"It's a beginner's security breach during a vacation period," says Nicolas Helin, Option Way's co-founder and operations director. Teams from the young online travel booking platform worked this weekend to fill a potential data leak identified by VPN Mentor's cybersecurity researchers.
"We had migrated to a server used by our developers in late July and an access port (note: an entry) was not closed," says Mathieu Chauvin, CEO of the company. "It was then possible to access the booking indexing systems with 15 days of history, because these data are then erased," he says.
VPN Mentor's Israeli specialists Noam Rotem and Ran Locar have been able to access 100GB of site user data per 100,000 unique monthly visitors. There are names and contact details (e-mail, phone and address), but also dates of departure, return and destinations of about 1500 customers.

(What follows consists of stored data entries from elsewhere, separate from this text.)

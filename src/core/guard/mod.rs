// Core guard module - per-message enforcement pipeline.

pub mod guard_models;
pub mod message_guard;

pub use guard_models::*;
pub use message_guard::*;
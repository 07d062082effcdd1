// Core moderation module - the message decision pipeline.

pub mod local_filter;
pub mod moderation_models;
pub mod moderation_service;

pub use local_filter::*;
pub use moderation_models::*;
pub use moderation_service::*;
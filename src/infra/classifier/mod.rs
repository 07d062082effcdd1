// Remote classifier clients.

pub mod openrouter_classifier;

pub use openrouter_classifier::{OpenRouterClassifier, DEFAULT_OPENROUTER_BASE_URL};
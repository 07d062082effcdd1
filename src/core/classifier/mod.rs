// Core classifier module - remote classifier port and the failover gateway.

pub mod classifier_gateway;
pub mod classifier_models;

pub use classifier_gateway::*;
pub use classifier_models::*;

This open-source server hosts the "logs", the log of connections to the site, people based in France, but also in Belgium, Switzerland, Algeria and Austria.
No proven leak
"This open database is a gold mine for online identity thieves and other criminals," says VPN Mentor. In addition to the traditional phishing campaigns, thanks to the e-mails retrieved, criminals could also organize burglaries by using the departure dates and the addresses of the customers.
There is no evidence that malicious people have access to it. Option Way ensures that only one connection activity has been recorded on this server, which corresponds to downloading data via VPN Mentor.
"It's a good booster to improve our security", we recognize at the start-up based in the Alpes-Maritimes. As the procedure under the European legislation on the protection of personal data RGPD, the National Commission for Informatics and Liberties (Cnil) was warned of this temporary data leak.